====== DATASET RECORDS

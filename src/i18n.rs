//! Locale settings
//!
//! Maps each supported locale to the text direction the layout should use.
//! Locales without an entry use the default locale's direction.

use serde::{Deserialize, Serialize};
use std::fmt;
use std::str::FromStr;

/// Cookie holding the visitor's chosen locale
pub const LOCALE_COOKIE_NAME: &str = "locale";
pub const DEFAULT_LOCALE: Locale = Locale::Hebrew;

#[derive(Debug, Clone, Copy, PartialEq, Eq, Hash, Serialize, Deserialize)]
pub enum Locale {
    #[serde(rename = "he")]
    Hebrew,
    #[serde(rename = "en")]
    English,
}

impl Locale {
    pub fn as_str(&self) -> &'static str {
        match self {
            Locale::Hebrew => "he",
            Locale::English => "en",
        }
    }

    /// Locale from a cookie value; missing or unknown values give the default.
    pub fn from_cookie(value: Option<&str>) -> Self {
        value
            .and_then(|v| v.trim().parse().ok())
            .unwrap_or(DEFAULT_LOCALE)
    }
}

impl fmt::Display for Locale {
    fn fmt(&self, f: &mut fmt::Formatter<'_>) -> fmt::Result {
        f.write_str(self.as_str())
    }
}

impl FromStr for Locale {
    type Err = String;

    fn from_str(s: &str) -> Result<Self, Self::Err> {
        match s.to_ascii_lowercase().as_str() {
            "he" => Ok(Locale::Hebrew),
            "en" => Ok(Locale::English),
            other => Err(format!("unsupported locale: {}", other)),
        }
    }
}

#[derive(Debug, Clone, Copy, PartialEq, Eq, Serialize, Deserialize)]
pub enum Direction {
    #[serde(rename = "lr")]
    LeftToRight,
    #[serde(rename = "rl")]
    RightToLeft,
}

impl Direction {
    pub fn as_str(&self) -> &'static str {
        match self {
            Direction::LeftToRight => "lr",
            Direction::RightToLeft => "rl",
        }
    }
}

impl fmt::Display for Direction {
    fn fmt(&self, f: &mut fmt::Formatter<'_>) -> fmt::Result {
        f.write_str(self.as_str())
    }
}

pub const DIRECTION_MAP: &[(Locale, Direction)] = &[(Locale::Hebrew, Direction::RightToLeft)];

fn mapped_direction(locale: Locale) -> Option<Direction> {
    DIRECTION_MAP
        .iter()
        .find(|(l, _)| *l == locale)
        .map(|(_, d)| *d)
}

/// Text direction for `locale`
pub fn get_direction(locale: Locale) -> Direction {
    mapped_direction(locale)
        .or_else(|| mapped_direction(DEFAULT_LOCALE))
        .unwrap_or(Direction::RightToLeft)
}
//! Per-user preferences

use chrono::{DateTime, Utc};
use serde::{Deserialize, Serialize};
use serde_json::{Map, Value};

#[derive(Debug, Clone, Copy, PartialEq, Eq, Default, Serialize, Deserialize)]
#[serde(rename_all = "lowercase")]
pub enum Theme {
    Light,
    Dark,
    #[default]
    System,
}

#[derive(Debug, Clone, PartialEq, Serialize, Deserialize)]
pub struct UserSettings {
    pub id: String,
    pub user_id: String,
    pub theme: Theme,
    pub language: String,
    pub timezone: String,
    pub email_notifications: bool,
    pub sms_notifications: bool,
    pub created_at: DateTime<Utc>,
    pub updated_at: DateTime<Utc>,
}

#[derive(Debug, Clone, Copy, PartialEq, Eq, Default, Serialize, Deserialize)]
#[serde(rename_all = "lowercase")]
pub enum SortDirection {
    #[default]
    Asc,
    Desc,
}

impl SortDirection {
    pub fn is_ascending(&self) -> bool {
        matches!(self, SortDirection::Asc)
    }
}

/// How the patients table is laid out for one user
#[derive(Debug, Clone, PartialEq, Serialize, Deserialize)]
pub struct PatientViewSettings {
    pub id: String,
    pub user_id: String,
    pub visible_columns: Vec<String>,
    pub column_order: Vec<String>,
    pub sort_column: String,
    pub sort_direction: SortDirection,
    /// Saved filter object, in the same JSON shape `Filters::from_json` reads
    #[serde(default)]
    pub filters: Map<String, Value>,
    pub page_size: u32,
    pub created_at: DateTime<Utc>,
    pub updated_at: DateTime<Utc>,
}

impl PatientViewSettings {
    pub fn saved_filters(&self) -> crate::db::Filters {
        crate::db::Filters::from_json(&Value::Object(self.filters.clone()))
    }

    /// Select options reproducing the saved sort and page size. Page numbers
    /// past the addressable range clamp to the last representable offset.
    pub fn select_options(&self, page: u64) -> crate::db::SelectOptions {
        let page_size = u64::from(self.page_size);
        let order = crate::db::OrderBy {
            column: self.sort_column.clone(),
            ascending: self.sort_direction.is_ascending(),
        };
        crate::db::SelectOptions::default()
            .order_by(order)
            .limit(page_size)
            .offset(page.saturating_mul(page_size))
    }
}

============

ASSIGNED TASK
The expected output is every line of the records in which the string "struct" appears.

WRITTEN REPLY
pub struct UserSettings {
pub struct PatientViewSettings {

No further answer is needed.